**Assignment**
Go over the records and copy every line with the string "stdout".

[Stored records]
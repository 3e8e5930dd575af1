use crate::error::ExplorerError;
use std::process::ExitStatus;

/// What a finished script wrote to its two streams.
#[derive(Debug, Clone, Default, PartialEq, Eq)]
pub struct CapturedOutput {
    pub stdout: String,
    pub stderr: String,
}

impl CapturedOutput {
    pub fn from_bytes(stdout: &[u8], stderr: &[u8]) -> Self {
        Self {
            stdout: String::from_utf8_lossy(stdout).into_owned(),
            stderr: String::from_utf8_lossy(stderr).into_owned(),
        }
    }

    /// Text returned to the caller of `run-script`.
    pub fn render(&self) -> String {
        if self.stderr.is_empty() {
            format!("Script output:\n{}", self.stdout)
        } else {
            format!("Script output:\n{}\n\nErrors:\n{}", self.stdout, self.stderr)
        }
    }

    /// Fault for a run that exited unsuccessfully. The message is the
    /// exception text from the last stderr line, without its type prefix; the
    /// trace is all of stderr.
    pub fn into_fault(self, status: ExitStatus) -> ExplorerError {
        let message = self
            .stderr
            .lines()
            .rev()
            .map(str::trim)
            .find(|line| !line.is_empty())
            .map(|line| exception_text(line).to_owned())
            .unwrap_or_else(|| match status.code() {
                Some(code) => format!("script exited with status {code}"),
                None => "script was terminated by a signal".to_owned(),
            });

        ExplorerError::Execution {
            message,
            trace: self.stderr,
        }
    }
}

/// `pkg.SomeError: text` becomes `text`. Lines without a type prefix, or
/// exceptions raised without a message, are kept whole.
fn exception_text(line: &str) -> &str {
    match line.split_once(": ") {
        Some((kind, text))
            if !kind.is_empty()
                && !text.is_empty()
                && kind
                    .chars()
                    .all(|c| c.is_alphanumeric() || c == '_' || c == '.') =>
        {
            text
        }
        _ => line,
    }
}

**Result for this exercise**
    pub stdout: String,
    pub fn from_bytes(stdout: &[u8], stderr: &[u8]) -> Self {
            stdout: String::from_utf8_lossy(stdout).into_owned(),
            format!("Script output:\n{}", self.stdout)
            format!("Script output:\n{}\n\nErrors:\n{}", self.stdout, self.stderr)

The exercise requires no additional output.